TASK DESCRIPTION
The data beneath this task is to be duplicated exactly, in its entirety.

RECORDS FOR PROCESSING
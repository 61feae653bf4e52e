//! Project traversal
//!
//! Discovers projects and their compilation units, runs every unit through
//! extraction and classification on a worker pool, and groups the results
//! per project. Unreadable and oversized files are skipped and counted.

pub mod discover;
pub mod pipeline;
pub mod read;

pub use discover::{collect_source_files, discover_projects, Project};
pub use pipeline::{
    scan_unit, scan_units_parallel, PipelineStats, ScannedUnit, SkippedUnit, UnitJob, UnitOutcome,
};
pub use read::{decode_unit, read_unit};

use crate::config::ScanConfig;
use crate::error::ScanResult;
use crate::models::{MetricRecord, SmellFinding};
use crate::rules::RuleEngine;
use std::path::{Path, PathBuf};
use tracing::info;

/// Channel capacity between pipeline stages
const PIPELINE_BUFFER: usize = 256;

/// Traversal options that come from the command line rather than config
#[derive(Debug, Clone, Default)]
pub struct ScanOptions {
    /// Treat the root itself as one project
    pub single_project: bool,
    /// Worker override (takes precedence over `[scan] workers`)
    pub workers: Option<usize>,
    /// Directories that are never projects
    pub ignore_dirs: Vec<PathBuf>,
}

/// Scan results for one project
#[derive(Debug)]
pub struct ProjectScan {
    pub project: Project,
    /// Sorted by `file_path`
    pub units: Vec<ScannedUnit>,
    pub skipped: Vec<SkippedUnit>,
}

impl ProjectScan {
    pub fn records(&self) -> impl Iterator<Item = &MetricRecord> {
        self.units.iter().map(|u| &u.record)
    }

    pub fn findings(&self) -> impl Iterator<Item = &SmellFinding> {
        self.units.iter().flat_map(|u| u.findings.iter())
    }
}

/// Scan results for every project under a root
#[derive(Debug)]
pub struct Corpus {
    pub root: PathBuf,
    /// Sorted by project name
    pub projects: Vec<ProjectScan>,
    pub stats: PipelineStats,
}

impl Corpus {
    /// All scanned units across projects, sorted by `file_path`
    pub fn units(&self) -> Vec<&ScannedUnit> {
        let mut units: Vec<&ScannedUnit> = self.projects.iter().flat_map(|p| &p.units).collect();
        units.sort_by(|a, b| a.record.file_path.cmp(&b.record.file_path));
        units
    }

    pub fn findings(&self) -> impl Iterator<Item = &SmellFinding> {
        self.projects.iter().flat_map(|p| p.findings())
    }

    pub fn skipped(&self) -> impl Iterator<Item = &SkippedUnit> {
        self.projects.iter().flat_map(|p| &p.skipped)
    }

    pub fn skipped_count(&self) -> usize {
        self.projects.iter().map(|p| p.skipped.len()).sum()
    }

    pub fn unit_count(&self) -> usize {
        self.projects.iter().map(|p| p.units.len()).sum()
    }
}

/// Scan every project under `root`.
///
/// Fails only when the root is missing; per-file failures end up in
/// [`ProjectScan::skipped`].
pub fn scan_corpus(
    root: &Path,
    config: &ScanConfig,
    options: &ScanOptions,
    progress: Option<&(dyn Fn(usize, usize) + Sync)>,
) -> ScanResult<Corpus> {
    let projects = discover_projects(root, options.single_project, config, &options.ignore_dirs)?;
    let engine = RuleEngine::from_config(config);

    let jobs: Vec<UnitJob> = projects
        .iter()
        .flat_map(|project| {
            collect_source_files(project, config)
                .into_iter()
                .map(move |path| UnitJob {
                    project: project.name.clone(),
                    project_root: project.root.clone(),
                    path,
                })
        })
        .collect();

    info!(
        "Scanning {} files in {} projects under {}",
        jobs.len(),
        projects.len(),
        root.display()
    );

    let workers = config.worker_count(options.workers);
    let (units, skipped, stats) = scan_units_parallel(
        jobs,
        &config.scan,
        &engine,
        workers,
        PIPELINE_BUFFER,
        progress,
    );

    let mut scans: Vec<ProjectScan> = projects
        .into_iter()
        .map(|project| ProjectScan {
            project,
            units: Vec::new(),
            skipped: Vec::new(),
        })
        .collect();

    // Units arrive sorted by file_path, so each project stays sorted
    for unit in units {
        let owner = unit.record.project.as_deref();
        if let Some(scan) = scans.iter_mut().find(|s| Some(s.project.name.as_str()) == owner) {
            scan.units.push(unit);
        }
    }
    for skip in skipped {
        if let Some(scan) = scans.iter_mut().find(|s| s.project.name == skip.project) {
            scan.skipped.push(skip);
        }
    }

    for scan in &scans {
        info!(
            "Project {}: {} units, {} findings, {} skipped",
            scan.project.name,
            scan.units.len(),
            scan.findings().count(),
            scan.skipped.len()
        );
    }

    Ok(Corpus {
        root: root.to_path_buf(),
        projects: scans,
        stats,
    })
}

RESPONSE
repository 61feae653bf4e52e
//! Project traversal
//!
//! Discovers projects and their compilation units, runs every unit through
//! extraction and classification on a worker pool, and groups the results
//! per project. Unreadable and oversized files are skipped and counted.

pub mod discover;
pub mod pipeline;
pub mod read;

pub use discover::{collect_source_files, discover_projects, Project};
pub use pipeline::{
    scan_unit, scan_units_parallel, PipelineStats, ScannedUnit, SkippedUnit, UnitJob, UnitOutcome,
};
pub use read::{decode_unit, read_unit};

use crate::config::ScanConfig;
use crate::error::ScanResult;
use crate::models::{MetricRecord, SmellFinding};
use crate::rules::RuleEngine;
use std::path::{Path, PathBuf};
use tracing::info;

/// Channel capacity between pipeline stages
const PIPELINE_BUFFER: usize = 256;

/// Traversal options that come from the command line rather than config
#[derive(Debug, Clone, Default)]
pub struct ScanOptions {
    /// Treat the root itself as one project
    pub single_project: bool,
    /// Worker override (takes precedence over `[scan] workers`)
    pub workers: Option<usize>,
    /// Directories that are never projects
    pub ignore_dirs: Vec<PathBuf>,
}

/// Scan results for one project
#[derive(Debug)]
pub struct ProjectScan {
    pub project: Project,
    /// Sorted by `file_path`
    pub units: Vec<ScannedUnit>,
    pub skipped: Vec<SkippedUnit>,
}

impl ProjectScan {
    pub fn records(&self) -> impl Iterator<Item = &MetricRecord> {
        self.units.iter().map(|u| &u.record)
    }

    pub fn findings(&self) -> impl Iterator<Item = &SmellFinding> {
        self.units.iter().flat_map(|u| u.findings.iter())
    }
}

/// Scan results for every project under a root
#[derive(Debug)]
pub struct Corpus {
    pub root: PathBuf,
    /// Sorted by project name
    pub projects: Vec<ProjectScan>,
    pub stats: PipelineStats,
}

impl Corpus {
    /// All scanned units across projects, sorted by `file_path`
    pub fn units(&self) -> Vec<&ScannedUnit> {
        let mut units: Vec<&ScannedUnit> = self.projects.iter().flat_map(|p| &p.units).collect();
        units.sort_by(|a, b| a.record.file_path.cmp(&b.record.file_path));
        units
    }

    pub fn findings(&self) -> impl Iterator<Item = &SmellFinding> {
        self.projects.iter().flat_map(|p| p.findings())
    }

    pub fn skipped(&self) -> impl Iterator<Item = &SkippedUnit> {
        self.projects.iter().flat_map(|p| &p.skipped)
    }

    pub fn skipped_count(&self) -> usize {
        self.projects.iter().map(|p| p.skipped.len()).sum()
    }

    pub fn unit_count(&self) -> usize {
        self.projects.iter().map(|p| p.units.len()).sum()
    }
}

/// Scan every project under `root`.
///
/// Fails only when the root is missing; per-file failures end up in
/// [`ProjectScan::skipped`].
pub fn scan_corpus(
    root: &Path,
    config: &ScanConfig,
    options: &ScanOptions,
    progress: Option<&(dyn Fn(usize, usize) + Sync)>,
) -> ScanResult<Corpus> {
    let projects = discover_projects(root, options.single_project, config, &options.ignore_dirs)?;
    let engine = RuleEngine::from_config(config);

    let jobs: Vec<UnitJob> = projects
        .iter()
        .flat_map(|project| {
            collect_source_files(project, config)
                .into_iter()
                .map(move |path| UnitJob {
                    project: project.name.clone(),
                    project_root: project.root.clone(),
                    path,
                })
        })
        .collect();

    info!(
        "Scanning {} files in {} projects under {}",
        jobs.len(),
        projects.len(),
        root.display()
    );

    let workers = config.worker_count(options.workers);
    let (units, skipped, stats) = scan_units_parallel(
        jobs,
        &config.scan,
        &engine,
        workers,
        PIPELINE_BUFFER,
        progress,
    );

    let mut scans: Vec<ProjectScan> = projects
        .into_iter()
        .map(|project| ProjectScan {
            project,
            units: Vec::new(),
            skipped: Vec::new(),
        })
        .collect();

    // Units arrive sorted by file_path, so each project stays sorted
    for unit in units {
        let owner = unit.record.project.as_deref();
        if let Some(scan) = scans.iter_mut().find(|s| Some(s.project.name.as_str()) == owner) {
            scan.units.push(unit);
        }
    }
    for skip in skipped {
        if let Some(scan) = scans.iter_mut().find(|s| s.project.name == skip.project) {
            scan.skipped.push(skip);
        }
    }

    for scan in &scans {
        info!(
            "Project {}: {} units, {} findings, {} skipped",
            scan.project.name,
            scan.units.len(),
            scan.findings().count(),
            scan.skipped.len()
        );
    }

    Ok(Corpus {
        root: root.to_path_buf(),
        projects: scans,
        stats,
    })
}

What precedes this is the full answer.